What you need to do
Going down the listing below, print exactly each line from the one with "stack, so parents" up to and including the one with "let mut pending", and skip the rest.
#### Dataset
use std::ops::Range;

use eframe::egui::{Vec2, vec2};
use serde::{Deserialize, Serialize};

use super::{Margin, Viewport};
use crate::insights::Cluster;
use crate::util::truncate_label;

/// Root name used when the tree is built from a cluster collection.
pub const ROOT_LABEL: &str = "Feature Requests";

#[derive(Clone, Debug, PartialEq, Serialize, Deserialize)]
pub struct HierarchyInput {
    pub name: String,
    #[serde(default)]
    pub children: Vec<HierarchyInput>,
}

impl HierarchyInput {
    pub fn leaf(name: impl Into<String>) -> Self {
        Self {
            name: name.into(),
            children: Vec::new(),
        }
    }

    pub fn branch(name: impl Into<String>, children: Vec<HierarchyInput>) -> Self {
        Self {
            name: name.into(),
            children,
        }
    }

    /// Root, one branch per cluster theme, one leaf per feature title.
    pub fn from_clusters(root_name: impl Into<String>, clusters: &[Cluster]) -> Self {
        let children = clusters
            .iter()
            .map(|cluster| {
                let features = cluster
                    .features
                    .iter()
                    .map(|reference| Self::leaf(reference.feature.display_title()))
                    .collect();
                Self::branch(cluster.theme.clone(), features)
            })
            .collect();
        Self::branch(root_name, children)
    }
}

#[derive(Clone, Copy, Debug, PartialEq)]
pub struct HierarchyConfig {
    pub viewport: Viewport,
    pub margin: Margin,
    pub root_label_chars: usize,
    pub label_chars: usize,
}

impl Default for HierarchyConfig {
    fn default() -> Self {
        Self {
            viewport: Viewport::new(800.0, 400.0),
            margin: Margin {
                top: 20.0,
                right: 160.0,
                bottom: 30.0,
                left: 160.0,
            },
            root_label_chars: 40,
            label_chars: 35,
        }
    }
}

#[derive(Clone, Debug, PartialEq)]
pub struct HierarchyNode {
    pub name: String,
    pub label: String,
    pub depth: usize,
    /// Leaf slot for leaves, mean of the children's orders otherwise.
    pub order: f32,
    pub leaf_span: Range<usize>,
    pub position: Vec2,
    pub parent: Option<usize>,
    pub children: Vec<usize>,
}

impl HierarchyNode {
    pub fn is_leaf(&self) -> bool {
        self.children.is_empty()
    }
}

/// Dendrogram placement: depth runs left to right, leaves are spread evenly
/// top to bottom in input order. Index 0 is the root.
#[derive(Clone, Debug, PartialEq)]
pub struct HierarchyLayout {
    nodes: Vec<HierarchyNode>,
    leaf_count: usize,
    max_depth: usize,
    config: HierarchyConfig,
}

impl HierarchyLayout {
    pub fn compute(input: &HierarchyInput, config: &HierarchyConfig) -> Self {
        let mut layout = Self {
            nodes: Vec::new(),
            leaf_count: 0,
            max_depth: 0,
            config: *config,
        };
        layout.insert(input);
        layout.place();
        layout
    }

    /// Flattens the tree in pre-order with an explicit stack, so parents
    /// always precede their children and leaves get slots in input order.
    fn insert(&mut self, root: &HierarchyInput) {
        let mut pending = vec![(root, None, 0)];
        while let Some((input, parent, depth)) = pending.pop() {
            let index = self.nodes.len();
            let budget = if depth == 0 {
                self.config.root_label_chars
            } else {
                self.config.label_chars
            };
            let mut node = HierarchyNode {
                name: input.name.clone(),
                label: truncate_label(&input.name, budget),
                depth,
                order: 0.0,
                leaf_span: 0..0,
                position: Vec2::ZERO,
                parent,
                children: Vec::with_capacity(input.children.len()),
            };
            self.max_depth = self.max_depth.max(depth);

            if input.children.is_empty() {
                let slot = self.leaf_count;
                self.leaf_count += 1;
                node.order = slot as f32;
                node.leaf_span = slot..slot + 1;
            }
            self.nodes.push(node);
            if let Some(parent) = parent {
                self.nodes[parent].children.push(index);
            }

            for child in input.children.iter().rev() {
                pending.push((child, Some(index), depth + 1));
            }
        }

        // Children sit after their parent, so a reverse sweep sees them first.
        for index in (0..self.nodes.len()).rev() {
            let node = &self.nodes[index];
            if node.is_leaf() {
                continue;
            }

            let mut order_sum = 0.0;
            let mut span_start = usize::MAX;
            let mut span_end = 0;
            for &child in &node.children {
                let child = &self.nodes[child];
                order_sum += child.order;
                span_start = span_start.min(child.leaf_span.start);
                span_end = span_end.max(child.leaf_span.end);
            }

            let child_count = node.children.len() as f32;
            let node = &mut self.nodes[index];
            node.order = order_sum / child_count;
            node.leaf_span = span_start..span_end;
        }
    }

    fn place(&mut self) {
        let margin = self.config.margin;
        let inner = margin.inner(self.config.viewport);
        let leaves = self.leaf_count.max(1) as f32;
        let max_depth = self.max_depth;

        for node in &mut self.nodes {
            let x = if max_depth == 0 {
                margin.left
            } else {
                margin.left + node.depth as f32 / max_depth as f32 * inner.x
            };
            let y = margin.top + (node.order + 0.5) / leaves * inner.y;
            node.position = vec2(x, y);
        }
    }

    pub fn nodes(&self) -> &[HierarchyNode] {
        &self.nodes
    }

    pub fn root(&self) -> Option<&HierarchyNode> {
        self.nodes.first()
    }

    pub fn leaf_count(&self) -> usize {
        self.leaf_count
    }

    pub fn max_depth(&self) -> usize {
        self.max_depth
    }

    pub fn config(&self) -> &HierarchyConfig {
        &self.config
    }

    pub fn leaves(&self) -> impl Iterator<Item = (usize, &HierarchyNode)> {
        self.nodes
            .iter()
            .enumerate()
            .filter(|(_, node)| node.is_leaf())
    }

    /// Vertical extent owned by a node's subtree.
    pub fn band(&self, index: usize) -> Option<Range<f32>> {
        let node = self.nodes.get(index)?;
        let top = self.config.margin.top;
        let height = self.config.margin.inner(self.config.viewport).y;
        let leaves = self.leaf_count.max(1) as f32;
        Some(
            top + node.leaf_span.start as f32 / leaves * height
                ..top + node.leaf_span.end as f32 / leaves * height,
        )
    }

    /// `index` first, root last. Empty for an unknown index.
    pub fn path_to_root(&self, index: usize) -> Vec<usize> {
        let mut path = Vec::new();
        let mut cursor = self.nodes.get(index).map(|_| index);
        while let Some(current) = cursor {
            path.push(current);
            cursor = self.nodes[current].parent;
        }
        path
    }

    /// Position of the node's depth-1 ancestor among the root's children.
    pub fn branch_ordinal(&self, index: usize) -> Option<usize> {
        let path = self.path_to_root(index);
        let top_branch = *path.iter().rev().nth(1)?;
        self.nodes
            .first()?
            .children
            .iter()
            .position(|child| *child == top_branch)
    }

    pub fn node_at(&self, point: Vec2, hit_radius: f32) -> Option<usize> {
        self.nodes
            .iter()
            .enumerate()
            .map(|(index, node)| (index, (node.position - point).length()))
            .filter(|(_, distance)| *distance <= hit_radius)
            .min_by(|a, b| a.1.total_cmp(&b.1))
            .map(|(index, _)| index)
    }
}

#[cfg(test)]
mod tests {
    use proptest::prelude::*;

    use super::*;
    use crate::insights::{ClusterMetadata, Feature, FeatureRef};

    fn config() -> HierarchyConfig {
        HierarchyConfig {
            viewport: Viewport::new(600.0, 450.0),
            margin: Margin {
                top: 25.0,
                right: 100.0,
                bottom: 25.0,
                left: 100.0,
            },
            ..HierarchyConfig::default()
        }
    }

    fn three_and_one() -> HierarchyInput {
        HierarchyInput::branch(
            "root",
            vec![
                HierarchyInput::branch(
                    "A",
                    vec![
                        HierarchyInput::leaf("a1"),
                        HierarchyInput::leaf("a2"),
                        HierarchyInput::leaf("a3"),
                    ],
                ),
                HierarchyInput::branch("B", vec![HierarchyInput::leaf("b1")]),
            ],
        )
    }

    #[test]
    fn very_deep_chains_do_not_exhaust_the_stack() {
        const DEPTH: usize = 100_000;
        let mut chain = HierarchyInput::leaf("bottom");
        for level in (0..DEPTH).rev() {
            chain = HierarchyInput::branch(format!("n{level}"), vec![chain]);
        }

        let layout = HierarchyLayout::compute(&chain, &config());
        assert_eq!(layout.nodes().len(), DEPTH + 1);
        assert_eq!(layout.max_depth(), DEPTH);
        assert_eq!(layout.leaf_count(), 1);
        assert_eq!(layout.nodes()[DEPTH].name, "bottom");
        assert_eq!(layout.nodes()[0].leaf_span, 0..1);

        // Unwind by hand; the derived drop would recurse once per level.
        while let Some(child) = chain.children.pop() {
            chain = child;
        }
    }

    #[test]
    fn branches_share_vertical_span_by_leaf_count() {
        let layout = HierarchyLayout::compute(&three_and_one(), &config());
        let branch_a = layout.nodes()[0].children[0];
        let branch_b = layout.nodes()[0].children[1];

        let band_a = layout.band(branch_a).expect("A exists");
        let band_b = layout.band(branch_b).expect("B exists");
        let span = 400.0;
        assert!(((band_a.end - band_a.start) - span * 0.75).abs() < 1e-3);
        assert!(((band_b.end - band_b.start) - span * 0.25).abs() < 1e-3);
        assert_eq!(band_a.end, band_b.start);
    }

    #[test]
    fn depth_maps_to_columns_and_parents_center_on_children() {
        let layout = HierarchyLayout::compute(&three_and_one(), &config());
        let nodes = layout.nodes();

        assert_eq!(layout.max_depth(), 2);
        assert_eq!(layout.leaf_count(), 4);
        assert_eq!(nodes[0].position.x, 100.0);
        assert_eq!(nodes[1].position.x, 300.0);
        assert_eq!(nodes[2].position.x, 500.0);

        let branch_a = &nodes[1];
        assert_eq!(branch_a.order, 1.0);
        assert_eq!(branch_a.leaf_span, 0..3);
        assert_eq!(nodes[0].order, 2.0);
        assert_eq!(nodes[2].position.y, 25.0 + 0.5 / 4.0 * 400.0);
    }

    #[test]
    fn single_root_sits_in_the_middle_of_the_left_margin() {
        let layout = HierarchyLayout::compute(&HierarchyInput::leaf("only"), &config());
        let root = layout.root().expect("root");
        assert_eq!(root.position, vec2(100.0, 225.0));
        assert_eq!(layout.path_to_root(0), vec![0]);
        assert_eq!(layout.branch_ordinal(0), None);
    }

    #[test]
    fn labels_are_truncated_but_names_kept() {
        let long = "x".repeat(60);
        let input = HierarchyInput::branch(&long, vec![HierarchyInput::leaf(&long)]);
        let layout = HierarchyLayout::compute(&input, &HierarchyConfig::default());

        assert_eq!(layout.nodes()[0].label.chars().count(), 43);
        assert_eq!(layout.nodes()[1].label.chars().count(), 38);
        assert_eq!(layout.nodes()[1].name, long);
    }

    #[test]
    fn path_to_root_walks_parents() {
        let layout = HierarchyLayout::compute(&three_and_one(), &config());
        let b1 = layout
            .nodes()
            .iter()
            .position(|node| node.name == "b1")
            .expect("b1");
        let path = layout.path_to_root(b1);
        let names = path
            .iter()
            .map(|index| layout.nodes()[*index].name.as_str())
            .collect::<Vec<_>>();

        assert_eq!(names, vec!["b1", "B", "root"]);
        assert_eq!(layout.branch_ordinal(b1), Some(1));
        assert!(layout.path_to_root(99).is_empty());
    }

    #[test]
    fn clusters_become_theme_branches() {
        let feature = |title: &str| FeatureRef {
            feature: Feature {
                title: title.to_owned(),
                ..Feature::default()
            },
            coordinates: None,
        };
        let clusters = vec![
            Cluster {
                id: "1".to_owned(),
                theme: "Exports".to_owned(),
                size: 2,
                centroid: None,
                metadata: ClusterMetadata::default(),
                features: vec![feature("CSV"), feature("")],
                summary: None,
            },
            Cluster {
                id: "2".to_owned(),
                theme: "Empty".to_owned(),
                size: 0,
                centroid: None,
                metadata: ClusterMetadata::default(),
                features: Vec::new(),
                summary: None,
            },
        ];

        let input = HierarchyInput::from_clusters("Feature requests", &clusters);
        assert_eq!(input.children.len(), 2);
        assert_eq!(input.children[0].children[1].name, "Untitled request");

        let layout = HierarchyLayout::compute(&input, &HierarchyConfig::default());
        assert_eq!(layout.leaf_count(), 3);
    }

    #[test]
    fn layout_is_deterministic() {
        let first = HierarchyLayout::compute(&three_and_one(), &config());
        let second = HierarchyLayout::compute(&three_and_one(), &config());
        assert_eq!(first, second);
    }

    fn tree_strategy() -> impl Strategy<Value = HierarchyInput> {
        let leaf = "[a-z]{1,6}".prop_map(HierarchyInput::leaf);
        leaf.prop_recursive(4, 48, 5, |inner| {
            ("[A-Z]{1,6}", prop::collection::vec(inner, 1..5))
                .prop_map(|(name, children)| HierarchyInput::branch(name, children))
        })
    }

    proptest! {
        #[test]
        fn leaf_orders_increase_in_input_order(input in tree_strategy()) {
            let layout = HierarchyLayout::compute(&input, &HierarchyConfig::default());
            let leaves = layout.leaves().map(|(_, node)| node).collect::<Vec<_>>();

            prop_assert_eq!(leaves.len(), layout.leaf_count());
            for pair in leaves.windows(2) {
                prop_assert!(pair[0].order < pair[1].order);
                prop_assert!(pair[0].position.y < pair[1].position.y);
            }
            for node in layout.nodes() {
                if let Some(parent) = node.parent {
                    prop_assert_eq!(layout.nodes()[parent].depth + 1, node.depth);
                    prop_assert!(layout.nodes()[parent].position.x < node.position.x);
                }
            }
        }
    }
}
########
Answer box
    /// Flattens the tree in pre-order with an explicit stack, so parents
    /// always precede their children and leaves get slots in input order.
    fn insert(&mut self, root: &HierarchyInput) {
        let mut pending = vec![(root, None, 0)];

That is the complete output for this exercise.